Apache YARN & Apache Tez
Tom McCuch Technical Director, Hortonworks
Apache Hadoop has become synonymous with Big Data and powers large scale data processing across some of the biggest companies in the world. Hadoop 2 is the next generation release of Hadoop and marks a pivotal point in its maturity with YARN – the new Hadoop compute framework. YARN – Yet Another Resource Negotiator – is a complete re-architecture of the Hadoop compute stack with a clean separation between platform and application. This opens up Hadoop data processing to new applications that can be executed IN Hadoop instead of outside Hadoop, thus improving efficiency, performance, data sharing and lowering operation costs.

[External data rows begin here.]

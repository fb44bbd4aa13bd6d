#![allow(dead_code, unused_macros)]

use std::sync::Arc;

use otter_test::{Bundle, ContextOptions, EventLog, ExecutionContext, FileResult, TestFile, TestResult};
use otter_test_mock::ModuleSet;
use parking_lot::Mutex;
use tokio::sync::Semaphore;

pub type Log = Arc<Mutex<Vec<String>>>;

pub fn log() -> Log {
    Arc::new(Mutex::new(Vec::new()))
}

/// A hook or body that appends `label` to a log.
macro_rules! record {
    ($log:expr, $label:expr) => {{
        let log = $log.clone();
        move |_| {
            let log = log.clone();
            async move {
                log.lock().push($label.to_string());
            }
        }
    }};
}

pub fn context(modules: ModuleSet, files: Vec<TestFile>, options: ContextOptions) -> ExecutionContext {
    let mut bundle = Bundle::new(modules);
    for file in files {
        bundle.insert(file);
    }
    ExecutionContext::new(0, Arc::new(bundle), Arc::new(options), Arc::new(Semaphore::new(5)))
}

pub async fn run_file(file: TestFile) -> (FileResult, EventLog) {
    run_file_with(file, ContextOptions::default()).await
}

pub async fn run_file_with(file: TestFile, options: ContextOptions) -> (FileResult, EventLog) {
    let path = file.path().to_path_buf();
    let mut ctx = context(ModuleSet::new(), vec![file], options);
    let events = EventLog::new();
    let result = ctx.run_file(&path, &events).await;
    (result, events)
}

pub fn find<'a>(result: &'a FileResult, full_name: &str) -> &'a TestResult {
    result
        .tests
        .iter()
        .find(|t| t.full_name == full_name)
        .unwrap_or_else(|| panic!("no test named {full_name:?} in {:?}", result.tests))
}
impl FactoryScope<'_> {
    /// Resolved path of the module being mocked.
    pub fn path(&self) -> &str {
        self.path
    }

    /// The real module this factory stands in for.
    pub fn import_actual(&self) -> ModuleResult<Arc<ModuleInstance>> {
        self.registry
            .load_actual(self.path, self.path, None, self.chain)
    }

    /// Import another module. Mock registrations apply.
    pub fn import(&self, specifier: &str) -> ModuleResult<Arc<ModuleInstance>> {
        self.registry
            .import_with_chain(specifier, Some(self.path), self.chain)
    }

    /// Read a value produced by the test file's hoisted initializers.
    pub fn hoisted(&self, name: &str) -> ModuleResult<Value> {
        self.hoisted.get(name).cloned().ok_or_else(|| {
            MockUsageError::UnknownHoistedValue {
                name: name.to_string(),
            }
            .into()
        })
    }

    /// Create a mock function tracked by the owning context.
    pub fn mock_fn(&self, name: &str) -> Value {
        Value::from(self.registry.tracker().create(Some(name)))
    }
}

#[cfg(test)]
mod tests {
    use super::*;
    use crate::module::ModuleDef;
    use std::sync::atomic::{AtomicUsize, Ordering};

    fn registry_with(defs: Vec<ModuleDef>) -> ModuleRegistry {
        let mut set = ModuleSet::new();
        for def in defs {
            set.insert(def);
        }
        ModuleRegistry::new(Arc::new(set), RegistryOptions::default())
    }

    fn dep() -> ModuleDef {
        ModuleDef::esm("/src/dep.js", |_| {
            let Value::Object(exports) = Value::object([
                ("greet", Value::function("greet", |_| Ok("real".into()))),
                ("NAME", Value::from("dep")),
            ]) else {
                unreachable!()
            };
            Ok(exports)
        })
    }

    #[test]
    fn test_import_is_cached() {
        let registry = registry_with(vec![dep()]);
        let a = registry.import("./dep", Some("/src/a.test.js")).unwrap();
        let b = registry.import("/src/dep.js", None).unwrap();
        assert!(a.same_instance(&b));
        assert!(!a.is_mocked());
    }

    #[test]
    fn test_not_found() {
        let registry = registry_with(vec![]);
        let err = registry.import("./nope", Some("/src/a.js")).unwrap_err();
        assert!(matches!(err, ModuleError::NotFound { .. }));
    }

    #[test]
    fn test_factory_mock_and_missing_export() {
        let registry = registry_with(vec![dep()]);
        registry
            .mock(
                "./dep",
                Some("/src/a.test.js"),
                MockSpec::factory(|_| Ok(Value::object([("greet", Value::function("greet", |_| Ok("fake".into())))]))),
            )
            .unwrap();

        let module = registry.import("./dep", Some("/src/a.test.js")).unwrap();
        assert_eq!(module.call("greet", &[]).unwrap(), Value::from("fake"));
        let err = module.get("NAME").unwrap_err();
        assert!(matches!(
            err,
            ModuleError::MockUsage(MockUsageError::MissingExport { .. })
        ));
    }

    #[test]
    fn test_factory_not_object() {
        let registry = registry_with(vec![dep()]);
        registry
            .mock("/src/dep.js", None, MockSpec::factory(|_| Ok(Value::from(1))))
            .unwrap();
        let err = registry.import("/src/dep.js", None).unwrap_err();
        assert!(err.is_usage_error());
    }

    #[test]
    fn test_factory_runs_once_per_cache_lifetime() {
        let calls = Arc::new(AtomicUsize::new(0));
        let counter = calls.clone();
        let registry = registry_with(vec![dep()]);
        registry
            .mock(
                "/src/dep.js",
                None,
                MockSpec::factory(move |_| {
                    counter.fetch_add(1, Ordering::SeqCst);
                    Ok(Value::object([("NAME", Value::from("mocked"))]))
                }),
            )
            .unwrap();

        registry.import("/src/dep.js", None).unwrap();
        registry.import("/src/dep.js", None).unwrap();
        assert_eq!(calls.load(Ordering::SeqCst), 1);

        registry.reset_modules();
        registry.import("/src/dep.js", None).unwrap();
        assert_eq!(calls.load(Ordering::SeqCst), 2);
    }

    #[test]
    fn test_mock_options() {
        let explicit = MockOptions {
            mock: true,
            ..Default::default()
        };
        assert!(matches!(MockSpec::from_options(explicit), MockSpec::Automock));
        assert!(matches!(MockSpec::from_options(MockOptions::default()), MockSpec::Automock));
        let spy = MockOptions {
            spy: true,
            mock: true,
        };
        assert!(matches!(MockSpec::from_options(spy), MockSpec::Spy));
    }

    #[test]
    fn test_concurrent_first_imports_share_one_mock_instance() {
        let registry = registry_with(vec![dep()]);
        let barrier = Arc::new(std::sync::Barrier::new(2));
        let gate = barrier.clone();
        registry
            .mock(
                "/src/dep.js",
                None,
                MockSpec::factory(move |_| {
                    // both imports are inside the factory before either stores its result
                    gate.wait();
                    Ok(Value::object([("greet", Value::from(1))]))
                }),
            )
            .unwrap();

        let handles: Vec<_> = (0..2)
            .map(|_| {
                let registry = registry.clone();
                std::thread::spawn(move || registry.import("/src/dep.js", None).unwrap())
            })
            .collect();
        let instances: Vec<_> = handles.into_iter().map(|h| h.join().unwrap()).collect();
        assert!(instances[0].same_instance(&instances[1]));
        let again = registry.import("/src/dep.js", None).unwrap();
        assert!(again.same_instance(&instances[0]));
    }

    #[test]
    fn test_automock_tracks_mocks() {
        let registry = registry_with(vec![dep()]);
        registry.mock("/src/dep.js", None, MockSpec::Automock).unwrap();
        let module = registry.import("/src/dep.js", None).unwrap();
        assert_eq!(module.call("greet", &[]).unwrap(), Value::Undefined);
        assert_eq!(module.get("NAME").unwrap(), Value::from("dep"));
        assert_eq!(registry.tracker().len(), 1);
    }

    #[test]
    fn test_cycle_detected() {
        let a = ModuleDef::esm("/a.js", |scope| {
            scope.import("./b.js")?;
            Ok(Object::new())
        });
        let b = ModuleDef::esm("/b.js", |scope| {
            scope.import("./a.js")?;
            Ok(Object::new())
        });
        let registry = registry_with(vec![a, b]);
        let err = registry.import("/a.js", None).unwrap_err();
        match err {
            ModuleError::Cycle { chain } => assert_eq!(chain, vec!["/a.js", "/b.js", "/a.js"]),
            other => panic!("unexpected error: {other}"),
        }
    }

    #[test]
    fn test_strict_order_rejects_late_mock() {
        let set = Arc::new(ModuleSet::new().module(dep()));
        let registry = ModuleRegistry::new(set, RegistryOptions { strict_order: true });
        registry.import("/src/dep.js", None).unwrap();
        let err = registry
            .mock("/src/dep.js", None, MockSpec::Automock)
            .unwrap_err();
        assert!(matches!(
            err,
            ModuleError::MockUsage(MockUsageError::MockedAfterImport { .. })
        ));
    }
}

The Big Data ecosystem is already converging on YARN with new applications like Apache Tez being written specifically for YARN. Apache Tez aims to provide high performance and efficiency out of the box, across the spectrum of low latency queries and heavy-weight batch processing. The talk will provide a brief overview of key Hadoop 2 innovations, focusing in on YARN and Tez – covering architecture, motivational use cases and future roadmap. Finally, the impact of YARN on the Hadoop community will be demonstrated through running interactive queries with both Hive on Tez and with Hive on MapReduce, and comparing their performance side-by-side on the same Hadoop 2 cluster.
When I saw the low tomorrow in DC is going to be 16F and the high 21F, I thought I should pass this along.
Does anyone have a very large set of phone metadata that is public?
Thinking rather than grinding over Enron’s stumbles, again, phone metadata could be hands-on training for a variety of careers. 😉
Looking forward to seeing videos of these presentations!